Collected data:
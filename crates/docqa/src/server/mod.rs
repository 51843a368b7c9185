//! HTTP server for document question answering

pub mod routes;
pub mod state;

use axum::{extract::State, http::StatusCode, routing::get, Json, Router};
use serde_json::{json, Value};
use std::net::SocketAddr;
use std::time::Duration;
use tower_http::{
    cors::{Any, CorsLayer},
    trace::TraceLayer,
};

use crate::config::RagConfig;
use crate::error::{Error, Result};
use state::AppState;

/// Question answering HTTP server
pub struct RagServer {
    config: RagConfig,
    state: AppState,
}

impl RagServer {
    /// Create a new server; loads the index and starts ingestion workers
    pub fn new(config: RagConfig) -> Result<Self> {
        let state = AppState::new(config.clone())?;
        Ok(Self { config, state })
    }

    pub fn state(&self) -> &AppState {
        &self.state
    }

    /// Build the router with all routes
    pub fn build_router(&self) -> Router {
        let router = Router::new()
            .route("/health", get(health_check))
            .route("/ready", get(readiness))
            .merge(routes::service_routes(self.config.server.max_upload_size))
            .with_state(self.state.clone())
            .layer(TraceLayer::new_for_http());

        if self.config.server.enable_cors {
            router.layer(
                CorsLayer::new()
                    .allow_origin(Any)
                    .allow_methods(Any)
                    .allow_headers(Any),
            )
        } else {
            router
        }
    }

    /// Start the server and the background sweeper
    pub async fn start(self) -> Result<()> {
        let addr: SocketAddr = self
            .address()
            .parse()
            .map_err(|e| Error::Config(format!("Invalid address: {}", e)))?;

        self.spawn_sweeper();
        let router = self.build_router();

        tracing::info!("Starting docqa server on http://{}", addr);

        let listener = tokio::net::TcpListener::bind(addr)
            .await
            .map_err(|e| Error::Config(format!("Failed to bind {}: {}", addr, e)))?;

        self.state.set_ready(true);
        let served = axum::serve(
            listener,
            router.into_make_service_with_connect_info::<SocketAddr>(),
        )
        .await;
        self.state.set_ready(false);

        served.map_err(|e| Error::Internal(format!("Server error: {}", e)))
    }

    /// Periodically drop idle rate-limit entries and expired jobs
    fn spawn_sweeper(&self) {
        let state = self.state.clone();
        let period = Duration::from_secs(self.config.rate_limit.sweep_interval_secs.max(1));

        tokio::spawn(async move {
            let mut interval = tokio::time::interval(period);
            loop {
                interval.tick().await;
                state.sweep();
            }
        });
    }

    /// Get the server address
    pub fn address(&self) -> String {
        format!("{}:{}", self.config.server.host, self.config.server.port)
    }
}

/// Health check endpoint
async fn health_check() -> Json<Value> {
    Json(json!({ "status": "ok" }))
}

/// Readiness check endpoint
async fn readiness(State(state): State<AppState>) -> StatusCode {
    if state.is_ready() {
        StatusCode::OK
    } else {
        StatusCode::SERVICE_UNAVAILABLE
    }
}

#[cfg(test)]
mod tests {
    use super::*;
    use axum::body::{to_bytes, Body};
    use axum::extract::connect_info::MockConnectInfo;
    use axum::http::{header, Request};
    use tower::ServiceExt;

    fn test_config(dir: &std::path::Path) -> RagConfig {
        let mut config = RagConfig::default();
        config.storage.documents_dir = dir.join("documents");
        config.storage.index_dir = dir.join("index");
        config.embeddings.dimensions = 64;
        config.rate_limit.max_requests = 2;
        config
    }

    fn router(server: &RagServer) -> Router {
        server
            .build_router()
            .layer(MockConnectInfo(SocketAddr::from(([127, 0, 0, 1], 40000))))
    }

    async fn body_json(response: axum::response::Response) -> Value {
        let bytes = to_bytes(response.into_body(), usize::MAX).await.unwrap();
        serde_json::from_slice(&bytes).unwrap()
    }

    async fn wait_for_job(server: &RagServer, job_id: uuid::Uuid) {
        for _ in 0..200 {
            let job = server.state().job_queue().get(job_id).unwrap();
            if job.status.is_finished() {
                return;
            }
            tokio::time::sleep(Duration::from_millis(10)).await;
        }
        panic!("job {} did not finish", job_id);
    }

    fn query(question: &str) -> Request<Body> {
        Request::post("/query")
            .header(header::CONTENT_TYPE, "application/json")
            .body(Body::from(json!({ "question": question }).to_string()))
            .unwrap()
    }

    fn upload(filename: &str, content: &str) -> Request<Body> {
        let boundary = "docqa-test-boundary";
        let body = format!(
            "--{b}\r\nContent-Disposition: form-data; name=\"file\"; filename=\"{f}\"\r\n\
             Content-Type: application/octet-stream\r\n\r\n{c}\r\n--{b}--\r\n",
            b = boundary,
            f = filename,
            c = content
        );
        Request::post("/upload")
            .header(
                header::CONTENT_TYPE,
                format!("multipart/form-data; boundary={}", boundary),
            )
            .body(Body::from(body))
            .unwrap()
    }

    #[tokio::test]
    async fn test_health() {
        let dir = tempfile::tempdir().unwrap();
        let server = RagServer::new(test_config(dir.path())).unwrap();

        let response = router(&server)
            .oneshot(Request::get("/health").body(Body::empty()).unwrap())
            .await
            .unwrap();
        assert_eq!(response.status(), StatusCode::OK);
        assert_eq!(body_json(response).await, json!({ "status": "ok" }));
    }

    #[tokio::test]
    async fn test_query_validation_and_rate_limit() {
        let dir = tempfile::tempdir().unwrap();
        let server = RagServer::new(test_config(dir.path())).unwrap();

        // Rejected input does not use up the quota of two
        for _ in 0..3 {
            let response = router(&server).oneshot(query("hi")).await.unwrap();
            assert_eq!(response.status(), StatusCode::BAD_REQUEST);
        }

        let response = router(&server).oneshot(query("what is rust?")).await.unwrap();
        assert_eq!(response.status(), StatusCode::OK);
        let body = body_json(response).await;
        assert_eq!(body["answer"], json!(crate::generation::NOT_FOUND_ANSWER));
        assert_eq!(body["sources"], json!([]));

        let response = router(&server).oneshot(query("what is rust?")).await.unwrap();
        assert_eq!(response.status(), StatusCode::OK);

        let response = router(&server).oneshot(query("what is rust?")).await.unwrap();
        assert_eq!(response.status(), StatusCode::TOO_MANY_REQUESTS);
        assert!(response.headers().contains_key(header::RETRY_AFTER));
    }

    #[tokio::test]
    async fn test_ready_after_start() {
        let dir = tempfile::tempdir().unwrap();
        let server = RagServer::new(test_config(dir.path())).unwrap();
        let ready = || Request::get("/ready").body(Body::empty()).unwrap();

        let response = router(&server).oneshot(ready()).await.unwrap();
        assert_eq!(response.status(), StatusCode::SERVICE_UNAVAILABLE);

        server.state().set_ready(true);
        assert_eq!(server.state().workers_alive(), 2);
        let response = router(&server).oneshot(ready()).await.unwrap();
        assert_eq!(response.status(), StatusCode::OK);
    }

    #[tokio::test]
    async fn test_upload_rejects_unsupported_extension() {
        let dir = tempfile::tempdir().unwrap();
        let server = RagServer::new(test_config(dir.path())).unwrap();

        let response = router(&server)
            .oneshot(upload("notes.docx", "hello"))
            .await
            .unwrap();
        assert_eq!(response.status(), StatusCode::BAD_REQUEST);
        assert!(server.state().job_queue().list().is_empty());
    }

    #[tokio::test]
    async fn test_upload_queues_ingestion() {
        let dir = tempfile::tempdir().unwrap();
        let server = RagServer::new(test_config(dir.path())).unwrap();

        let mut job_ids = Vec::new();
        for content in ["rust ownership rules", "rust borrowing rules"] {
            let response = router(&server)
                .oneshot(upload("../nested/notes.txt", content))
                .await
                .unwrap();
            assert_eq!(response.status(), StatusCode::OK);

            let body = body_json(response).await;
            assert_eq!(body["status"], json!("uploaded"));
            assert_eq!(body["file"], json!("notes.txt"));
            let job_id: uuid::Uuid = serde_json::from_value(body["job_id"].clone()).unwrap();
            job_ids.push(job_id);
        }

        // Same declared name, separate stored files
        for job_id in &job_ids {
            let stored = dir.path().join("documents").join(format!("{}-notes.txt", job_id));
            assert!(stored.exists());
            wait_for_job(&server, *job_id).await;
        }
        assert_eq!(server.state().index().len(), 2);
        assert_eq!(server.state().index().sources()[0].source, "notes.txt");

        let response = router(&server)
            .oneshot(Request::get(format!("/jobs/{}", job_ids[0])).body(Body::empty()).unwrap())
            .await
            .unwrap();
        assert_eq!(response.status(), StatusCode::OK);
        assert_eq!(body_json(response).await["status"], json!("complete"));
    }

    #[tokio::test]
    async fn test_sweep_drops_expired_jobs() {
        let dir = tempfile::tempdir().unwrap();
        let mut config = test_config(dir.path());
        config.processing.job_retention_secs = 0;
        let server = RagServer::new(config).unwrap();

        let response = router(&server)
            .oneshot(upload("notes.txt", "rust ownership rules"))
            .await
            .unwrap();
        let body = body_json(response).await;
        let job_id: uuid::Uuid = serde_json::from_value(body["job_id"].clone()).unwrap();
        wait_for_job(&server, job_id).await;
        tokio::time::sleep(Duration::from_millis(5)).await;

        let (_, jobs) = server.state().sweep();
        assert_eq!(jobs, 1);
        assert!(server.state().job_queue().get(job_id).is_none());
        assert_eq!(server.state().index().len(), 1);
    }

    #[tokio::test]
    async fn test_unknown_job_is_404() {
        let dir = tempfile::tempdir().unwrap();
        let server = RagServer::new(test_config(dir.path())).unwrap();

        let response = router(&server)
            .oneshot(
                Request::get(format!("/jobs/{}", uuid::Uuid::new_v4()))
                    .body(Body::empty())
                    .unwrap(),
            )
            .await
            .unwrap();
        assert_eq!(response.status(), StatusCode::NOT_FOUND);
    }
}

Description of the task
Please output only the lines from the first line of the entries through the line with "use std::time::Duration;", both included, exactly as written.

Task solution
filename crates/docqa/src/server/mod.rs
repository 51843a368b7c9185
//! HTTP server for document question answering

pub mod routes;
pub mod state;

use axum::{extract::State, http::StatusCode, routing::get, Json, Router};
use serde_json::{json, Value};
use std::net::SocketAddr;
use std::time::Duration;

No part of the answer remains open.